How to pass an array of tuples as parameter for a bulk UPSERT?

Question

With this schema:

CREATE TABLE tag (
  tag_id int GENERATED BY DEFAULT AS IDENTITY PRIMARY KEY,
  tag_slug text UNIQUE NOT NULL,
  tag_name text NOT NULL
);

I'm currently using Javascript to generate a bulk UPSERT command, like this (it uses knex.raw):

knex.raw(
  `
    INSERT INTO tag (tag_slug, tag_name)
    VALUES ${tags.map(() => `(?, ?)`).join(", ")}
    ON CONFLICT (tag_slug)
    DO UPDATE SET tag_name = excluded.tag_name
    RETURNING *
  `,
  tags.map((t) => [t.slug, t.text]).flat()
)

But I'd like to convert that to a stored procedure called upsert_tags that can be called like this (feel free to adjust the function signature to something equally - or more - ergonomic):

call upsert_tags(
  [
    ('first-tag', 'First Tag'),
    ('second-tag', 'Second Tag')
  ]
);

How can I do this?

This is my best attempt so far but it's definitely not working!

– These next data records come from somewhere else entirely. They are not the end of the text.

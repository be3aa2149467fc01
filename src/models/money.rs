use std::fmt;
use std::iter::Sum;
use std::ops::{Add, AddAssign, Sub};
use std::str::FromStr;

use rust_decimal::prelude::ToPrimitive;
use rust_decimal::{Decimal, RoundingStrategy};
use serde::{Deserialize, Deserializer, Serialize, Serializer};
use serde_json::Value;

#[derive(Debug, Clone, Copy, PartialEq, Eq, PartialOrd, Ord, Hash, Default)]
pub struct Money(pub Decimal);

impl Money {
    pub fn zero() -> Self {
        Self(Decimal::ZERO)
    }

    /// Strict parse used by forms.
    pub fn parse(s: &str) -> Option<Self> {
        Decimal::from_str(s.trim()).ok().map(Self)
    }

    /// Coerces whatever the backend sent into an amount: numbers and numeric
    /// strings parse, everything else (missing, null, garbage) is zero.
    pub fn coerce(value: &Value) -> Self {
        match value {
            Value::Number(n) => {
                let text = n.to_string();
                Decimal::from_str(&text)
                    .or_else(|_| Decimal::from_scientific(&text))
                    .map(Self)
                    .unwrap_or_default()
            }
            Value::String(s) => Self::parse(s).unwrap_or_default(),
            _ => Self::zero(),
        }
    }

    pub fn is_zero(&self) -> bool {
        self.0.is_zero()
    }

    pub fn is_positive(&self) -> bool {
        self.0 > Decimal::ZERO
    }

    pub fn is_negative(&self) -> bool {
        self.0 < Decimal::ZERO
    }

    pub fn abs(self) -> Self {
        Self(self.0.abs())
    }

    pub fn checked_add(self, rhs: Money) -> Option<Money> {
        self.0.checked_add(rhs.0).map(Self)
    }

    pub fn checked_sub(self, rhs: Money) -> Option<Money> {
        self.0.checked_sub(rhs.0).map(Self)
    }

    fn bound(upper: bool) -> Self {
        if upper {
            Self(Decimal::MAX)
        } else {
            Self(Decimal::MIN)
        }
    }
}

impl fmt::Display for Money {
    fn fmt(&self, f: &mut fmt::Formatter<'_>) -> fmt::Result {
        let rounded = self
            .0
            .round_dp_with_strategy(2, RoundingStrategy::MidpointAwayFromZero);
        write!(f, "{}", rounded.normalize())
    }
}

impl From<Decimal> for Money {
    fn from(d: Decimal) -> Self {
        Self(d)
    }
}

impl From<i64> for Money {
    fn from(units: i64) -> Self {
        Self(Decimal::from(units))
    }
}

// Sums of backend amounts saturate at the Decimal bounds instead of panicking.
impl Add for Money {
    type Output = Money;

    fn add(self, rhs: Money) -> Money {
        self.checked_add(rhs).unwrap_or_else(|| Money::bound(rhs.is_positive()))
    }
}

impl AddAssign for Money {
    fn add_assign(&mut self, rhs: Money) {
        *self = *self + rhs;
    }
}

impl Sub for Money {
    type Output = Money;

    fn sub(self, rhs: Money) -> Money {
        self.checked_sub(rhs).unwrap_or_else(|| Money::bound(rhs.is_negative()))
    }
}

impl Sum for Money {
    fn sum<I: Iterator<Item = Money>>(iter: I) -> Money {
        iter.fold(Money::zero(), Add::add)
    }
}

impl<'a> Sum<&'a Money> for Money {
    fn sum<I: Iterator<Item = &'a Money>>(iter: I) -> Money {
        iter.copied().sum()
    }
}

// Sent as a JSON number so the backend stores the same shape the web client did.
// Whole amounts past i64 go out as strings, which `coerce` reads back exactly.
impl Serialize for Money {
    fn serialize<S: Serializer>(&self, serializer: S) -> Result<S::Ok, S::Error> {
        if self.0.fract().is_zero() {
            return match self.0.to_i64() {
                Some(units) => serializer.serialize_i64(units),
                None => serializer.serialize_str(&self.0.normalize().to_string()),
            };
        }
        serializer.serialize_f64(self.0.to_f64().unwrap_or_default())
    }
}

impl<'de> Deserialize<'de> for Money {
    fn deserialize<D: Deserializer<'de>>(deserializer: D) -> Result<Self, D::Error> {
        Value::deserialize(deserializer).map(|v| Money::coerce(&v))
    }
}
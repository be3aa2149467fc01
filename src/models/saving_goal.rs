use serde::{Deserialize, Serialize};

use super::{required_text, Money, RecordId};
use crate::error::FinanceError;

#[derive(Debug, Clone, PartialEq, Serialize, Deserialize)]
#[serde(rename_all = "camelCase")]
pub struct SavingsGoal {
    #[serde(default, skip_serializing_if = "RecordId::is_blank")]
    pub id: RecordId,
    #[serde(default)]
    pub goal: String,
    #[serde(default)]
    pub target_amount: Money,
    #[serde(default)]
    pub saved_amount: Money,
}

impl SavingsGoal {
    pub fn is_achieved(&self) -> bool {
        self.target_amount.is_positive() && self.saved_amount >= self.target_amount
    }
}

#[derive(Debug, Clone, Default)]
pub struct SavingsForm {
    pub goal: String,
    pub target: String,
}

impl SavingsForm {
    /// New goals always start with nothing saved.
    pub fn validate(&self) -> Result<SavingsGoal, FinanceError> {
        let goal = required_text(&self.goal, "Goal is required")?;
        if self.target.trim().is_empty() {
            return Err(FinanceError::validation("Target amount is required"));
        }
        let target_amount =
            Money::parse(&self.target).ok_or_else(|| FinanceError::validation("Invalid amount format"))?;
        if !target_amount.is_positive() {
            return Err(FinanceError::validation("Target amount must be greater than zero"));
        }
        Ok(SavingsGoal {
            id: RecordId::default(),
            goal,
            target_amount,
            saved_amount: Money::zero(),
        })
    }
}

#[derive(Debug, Clone, Default, PartialEq, Serialize)]
#[serde(rename_all = "camelCase")]
pub struct SavingsPatch {
    #[serde(skip_serializing_if = "Option::is_none")]
    pub goal: Option<String>,
    #[serde(skip_serializing_if = "Option::is_none")]
    pub target_amount: Option<Money>,
    #[serde(skip_serializing_if = "Option::is_none")]
    pub saved_amount: Option<Money>,
}

impl SavingsPatch {
    pub fn validate(&self) -> Result<(), FinanceError> {
        if let Some(goal) = &self.goal {
            required_text(goal, "Goal is required")?;
        }
        if self.target_amount.is_some_and(|t| !t.is_positive()) {
            return Err(FinanceError::validation("Target amount must be greater than zero"));
        }
        if self.saved_amount.is_some_and(|s| s.is_negative()) {
            return Err(FinanceError::validation("Saved amount cannot be negative"));
        }
        Ok(())
    }

    pub fn apply_to(&self, goal: &mut SavingsGoal) {
        if let Some(label) = &self.goal {
            goal.goal = label.trim().to_string();
        }
        if let Some(target) = self.target_amount {
            goal.target_amount = target;
        }
        if let Some(saved) = self.saved_amount {
            goal.saved_amount = saved;
        }
    }
}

CREATE PROCEDURE upsert_tags(tags array)
LANGUAGE SQL
AS $$
  INSERT INTO tag (tag_slug, tag_name) 
  VALUES (unnest(tags))
  ON CONFLICT (tag_slug)
  DO UPDATE SET tag_name = excluded.tag_name
  RETURNING *
$$

The return value only needs to include the tag_id because I am using it to enter data into a through table to record a many:many relationship.

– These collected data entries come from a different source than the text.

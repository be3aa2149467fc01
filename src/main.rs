use std::env;

use anyhow::{bail, Context, Result};
use dotenvy::dotenv;
use expense_tracker::database::ClientStateStore;
use expense_tracker::{util, App, Client, ClientConfig};
use tracing_subscriber::layer::SubscriberExt;
use tracing_subscriber::util::SubscriberInitExt;
use tracing_subscriber::EnvFilter;

const USAGE: &str = "usage: expense-tracker [report | login <email> | logout | theme <name>]";

#[tokio::main]
async fn main() -> Result<()> {
    dotenv().ok();
    init_tracing();

    let config = ClientConfig::from_env()?;
    let client = Client::from_config(&config)?;
    let store = ClientStateStore::open(&config.database_url)
        .await
        .with_context(|| format!("opening client state at {}", config.database_url))?;
    let mut app = App::new(client, config).with_persistence(store);

    let args: Vec<String> = env::args().collect();
    match args.get(1).map(String::as_str) {
        Some("login") => {
            let Some(email) = args.get(2) else { bail!(USAGE) };
            app.sign_in(email).await?;
            print_report(&app);
        }
        Some("logout") => {
            app.sign_out().await;
            println!("Signed out.");
        }
        Some("theme") => {
            let Some(theme) = args.get(2) else { bail!(USAGE) };
            app.set_theme(theme).await;
            println!("Theme set to {theme}.");
        }
        Some("report") | None => match app.restore().await? {
            Some(_) => print_report(&app),
            None => println!("Not signed in. Run `expense-tracker login <email>` first."),
        },
        Some(other) => bail!("unknown command '{other}'\n{USAGE}"),
    }
    Ok(())
}

fn print_report(app: &App) {
    let cur = app.config().currency.as_str();
    let summary = app.summary();

    if let Some(identity) = app.identity() {
        println!("Finances for {identity} as of {}", util::iso(&util::today()));
    }
    println!();
    println!("Income     {cur}{}", summary.total_income);
    println!("Expenses   {cur}{}", summary.total_expenses);
    println!("Net        {cur}{}", summary.net_balance);
    println!("Budgeted   {cur}{}", summary.total_budgeted);
    println!("Saved      {cur}{}", summary.total_saved);

    let breakdown = app.expense_breakdown();
    if !breakdown.is_empty() {
        println!();
        println!("Spending by category:");
        for (key, amount) in breakdown.iter() {
            println!("  {key:<16} {cur}{amount} ({}%)", breakdown.share(key));
        }
    }

    let budgets = app.budget_report();
    if !budgets.is_empty() {
        println!();
        println!("Budgets ({} exceeded):", summary.exceeded_budgets);
        for (budget, progress) in budgets {
            println!(
                "  {} {:<14} {cur}{} / {cur}{} ({}%) {}",
                budget.category.icon(),
                budget.category.label(),
                progress.spent,
                progress.limit,
                progress.percent,
                progress.status_line()
            );
        }
    }

    let goals = app.savings_report();
    if !goals.is_empty() {
        println!();
        println!("Savings goals:");
        for (goal, progress) in goals {
            let mark = if progress.achieved { " 🎉" } else { "" };
            println!(
                "  {:<16} {cur}{} / {cur}{} ({}%){mark}",
                goal.goal, progress.saved, progress.target, progress.percent
            );
        }
    }

    if !app.notifications().is_empty() {
        println!();
        for note in app.notifications().iter() {
            println!("{} {}", note.kind.icon(), note.message);
        }
    }
}

fn init_tracing() {
    let filter = EnvFilter::try_from_default_env().unwrap_or_else(|_| EnvFilter::new("warn"));
    if env_bool("FINANCE_LOG_JSON", false) {
        tracing_subscriber::registry()
            .with(filter)
            .with(tracing_subscriber::fmt::layer().json().with_writer(std::io::stderr))
            .init();
    } else {
        tracing_subscriber::registry()
            .with(filter)
            .with(tracing_subscriber::fmt::layer().with_writer(std::io::stderr))
            .init();
    }
}

fn env_bool(name: &str, default: bool) -> bool {
    env::var(name)
        .ok()
        .map(|v| matches!(v.trim().to_ascii_lowercase().as_str(), "1" | "true" | "yes" | "on"))
        .unwrap_or(default)
}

Something like?: `INSERT INTO tag (tag_slug, tag_name) SELECT t.* from unnest(tags) AS t(tag_slug varchar, tag_name varchar)` — Adrian Klaver, Jun 23 '23 at 20:41
that will not do it without further function https://dbfiddle.uk/8hCasyx1 — nbk, Jun 23 '23 at 20:44
[Postgres 11 is reaching EOL this year](https://www.postgresql.org/support/versioning/). Upgrade at your earliest opportunity. — Erwin Brandstetter, Jun 23 '23 at 23:36

Erwin Brandstetter · Accepted Answer · 2023-06-28T00:37:51.943

`FUNCTION` vs. `PROCEDURE`

RETURNING * indicates You want to return a set of rows - a SETOF tag to be precise. The manual:

Procedures do not return a function value; hence CREATE PROCEDURE lacks a RETURNS clause. However, procedures can instead return data to their callers via output parameters.

Output parameters won't cut it. A PROCEDURE is the wrong choice to begin with. Use a FUNCTION instead. See:

How to return a value from a stored procedure (not function)?

Implementation

There are many possible ways how to format input data.
There are many possible ways how to treat conflicts exactly.
There are many possible ways how to return data.

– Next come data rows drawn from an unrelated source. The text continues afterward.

use std::env;
use std::time::Duration;

use anyhow::{Context, Result};

use crate::client::notify::DEFAULT_CAP;

pub const DEFAULT_API_URL: &str = "http://127.0.0.1:5000/api";
pub const DEFAULT_DATABASE_URL: &str = "sqlite://./expense_tracker.db";
pub const DEFAULT_TIMEOUT_SECS: u64 = 10;

#[derive(Debug, Clone)]
pub struct ClientConfig {
    pub api_base_url: String,
    /// Local SQLite database holding the last identity and theme.
    pub database_url: String,
    /// Upper bound on any single remote call.
    pub request_timeout: Duration,
    /// `None` keeps every notification.
    pub notification_cap: Option<usize>,
    pub currency: String,
}

impl Default for ClientConfig {
    fn default() -> Self {
        Self {
            api_base_url: DEFAULT_API_URL.to_string(),
            database_url: DEFAULT_DATABASE_URL.to_string(),
            request_timeout: Duration::from_secs(DEFAULT_TIMEOUT_SECS),
            notification_cap: Some(DEFAULT_CAP),
            currency: "₹".to_string(),
        }
    }
}

impl ClientConfig {
    pub fn from_env() -> Result<Self> {
        Self::from_lookup(|key| env::var(key).ok())
    }

    pub fn from_lookup<F>(lookup: F) -> Result<Self>
    where
        F: Fn(&str) -> Option<String>,
    {
        let mut config = Self::default();

        if let Some(url) = lookup("FINANCE_API_URL") {
            config.api_base_url = url;
        }
        if let Some(url) = lookup("DATABASE_URL") {
            config.database_url = url;
        }
        if let Some(raw) = lookup("FINANCE_REQUEST_TIMEOUT_SECS") {
            let secs: u64 = raw.trim().parse().with_context(|| {
                format!("FINANCE_REQUEST_TIMEOUT_SECS must be a whole number of seconds, got {raw:?}")
            })?;
            config.request_timeout = Duration::from_secs(secs.max(1));
        }
        if let Some(raw) = lookup("FINANCE_NOTIFICATION_CAP") {
            let cap: usize = raw
                .trim()
                .parse()
                .with_context(|| format!("FINANCE_NOTIFICATION_CAP must be a number, got {raw:?}"))?;
            config.notification_cap = (cap > 0).then_some(cap);
        }
        if let Some(symbol) = lookup("FINANCE_CURRENCY") {
            config.currency = symbol;
        }

        Ok(config)
    }
}

#[cfg(test)]
mod tests {
    use std::collections::HashMap;

    use super::*;

    fn config_from(pairs: &[(&str, &str)]) -> Result<ClientConfig> {
        let vars: HashMap<String, String> = pairs
            .iter()
            .map(|(k, v)| (k.to_string(), v.to_string()))
            .collect();
        ClientConfig::from_lookup(|key| vars.get(key).cloned())
    }

    #[test]
    fn defaults_apply_when_nothing_is_set() {
        let config = config_from(&[]).unwrap();
        assert_eq!(config.api_base_url, DEFAULT_API_URL);
        assert_eq!(config.request_timeout, Duration::from_secs(DEFAULT_TIMEOUT_SECS));
        assert_eq!(config.notification_cap, Some(DEFAULT_CAP));
    }

    #[test]
    fn overrides_are_read() {
        let config = config_from(&[
            ("FINANCE_API_URL", "https://budget.example/api"),
            ("FINANCE_REQUEST_TIMEOUT_SECS", "3"),
            ("FINANCE_NOTIFICATION_CAP", "0"),
            ("FINANCE_CURRENCY", "$"),
        ])
        .unwrap();
        assert_eq!(config.api_base_url, "https://budget.example/api");
        assert_eq!(config.request_timeout, Duration::from_secs(3));
        assert_eq!(config.notification_cap, None);
        assert_eq!(config.currency, "$");
    }

    #[test]
    fn malformed_numbers_are_errors() {
        let err = config_from(&[("FINANCE_REQUEST_TIMEOUT_SECS", "soon")]).unwrap_err();
        assert!(err.to_string().contains("FINANCE_REQUEST_TIMEOUT_SECS"));
    }
}
//! Paillier public-key cryptosystem with additively homomorphic ciphertexts.
//!
//! Key generation, encryption and decryption, plus three operations carried
//! out on ciphertexts alone: addition of two encrypted values, multiplication
//! of an encrypted value by a plain scalar, and subtraction of encrypted
//! values. Messages live in `Z_n` for `n = p·q` a product of two secret
//! primes; ciphertexts live in `Z_{n²}`.
//!
//! The operational surface is the [`Scheme`] trait; [`Paillier`] is the stock
//! implementation over a caller-supplied [`rand_core::RngCore`] entropy
//! source.
//!
//! ## Example
//!
//! ```
//! use additive_paillier::{Paillier, Scheme};
//! use additive_paillier::unknown_order::BigNumber;
//!
//! # fn main() -> Result<(), additive_paillier::Error> {
//! // 256-bit primes keep the example fast, see `DEFAULT_PRIME_BITS`
//! let mut scheme = Paillier::from_rng(256, rand_core::OsRng);
//! let sk = scheme.generate_keypair()?;
//! let pk = sk.public_key().clone();
//!
//! let c1 = scheme.encrypt(&pk, &BigNumber::from(2));
//! let c2 = scheme.encrypt(&pk, &BigNumber::from(3));
//!
//! let sum = scheme.add(&c1, &c2, &pk);
//! assert_eq!(scheme.decrypt(&sk, &sum), BigNumber::from(5));
//! # Ok(())
//! # }
//! ```

use thiserror::Error;

mod keys;
mod scheme;
pub mod utils;

/// Underlying big number implementation. Use this to get
/// the correct version of the library
pub use unknown_order;

use unknown_order::BigNumber;

pub use keys::{PrivateKey, PublicKey};
pub use scheme::{Paillier, Scheme, DEFAULT_PRIME_BITS};

/// Message in `[0, n)`
pub type Plaintext = BigNumber;
/// Encrypted message in `[0, n²)`
pub type Ciphertext = BigNumber;
/// Per-encryption blinding factor, a unit of `Z_n`
pub type Nonce = BigNumber;

#[derive(Debug, Clone, Error)]
#[error(transparent)]
pub struct Error(#[from] Reason);

#[derive(Debug, Clone, Error)]
pub(crate) enum Reason {
    #[error("p,q are invalid")]
    InvalidPQ,
    #[error("operand has no inverse modulo n²")]
    NotInvertible,
}
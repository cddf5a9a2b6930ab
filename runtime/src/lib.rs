//! foldscan — which CSS classes does a site render above the fold?
//!
//! Resolves a sitemap into page URLs, loads each page in headless Chromium at
//! a fixed viewport, records the classes of elements fully inside that
//! viewport, and writes the sorted union as `<host>-CSS-ATF.csv`.

pub mod acquisition;
pub mod cartography;
pub mod cli;
pub mod config;
pub mod export;
pub mod extraction;
pub mod pipeline;
pub mod renderer;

We can make almost anything work. We can even make much of it dynamic and/or generic to work with varying tables / columns. (Think of possible future changes to the table ...) See:

Refactor a PL/pgSQL function to return the output of various SELECT queries

The best solution depends on what you need exactly. Demonstrating two implementations.

Implementation 1: Passing two separate Postgres arrays

For just two columns it may be convenient to pass two separate arrays. Postgres has a dedicated variant of unnest() to unnest arrays in parallel. See:

Unnest multiple arrays in parallel

So:

CREATE OR REPLACE FUNCTION public.f_upsert_tags1(_tag_slugs text[], _tag_names text[])
  RETURNS SETOF public.tag
  LANGUAGE sql AS
$func$
INSERT INTO public.tag AS t (tag_slug, tag_name) 
SELECT *
FROM   unnest($1, $2)
ON     CONFLICT (tag_slug) DO UPDATE
SET    tag_name = EXCLUDED.tag_name
-- WHERE  t.tag_name <> EXCLUDED.tag_name  -- see below
RETURNING *
$func$;

Call:

SELECT *
FROM   public.f_upsert_tags1('{first-tag, second-tag}'
                           , '{First Tag, Second Tag}');

Returning SETOF public.tag returns complete resulting rows like your original. It introduces a dependency on the row type of the table, which has pros and cons ...

About passing arrays to a function:

Implementation 2: Passing a JSON array of objects

You mentioned Javascript, so it may be convenient to pass a JSON array of objects, which we then decompose with json_populate_recordset(). (There are other options like json_to_recordset() ...)

CREATE OR REPLACE FUNCTION public.f_upsert_tags2(_tags json)
  RETURNS SETOF public.tag
  LANGUAGE sql AS
$func$
INSERT INTO public.tag AS t (tag_slug, tag_name) 
SELECT i.tag_slug, i.tag_name
FROM   json_populate_recordset(null::public.tag, $1) i
ON     CONFLICT (tag_slug) DO UPDATE
SET    tag_name = EXCLUDED.tag_name
-- WHERE  t.tag_name <> EXCLUDED.tag_name  -- see below
RETURNING *
$func$;

Call:

SELECT *
FROM   public.f_upsert_tags2('[{"tag_slug":"first-tag", "tag_name":"First Tag2"}
                             , {"tag_slug":"second-tag", "tag_name":"Second Tag2"}]');

fiddle

Concurrency? Performance?

If the function may be called from multiple transactions concurrently (or concurrent, competing writes on the same table in any way), there are intricate race conditions.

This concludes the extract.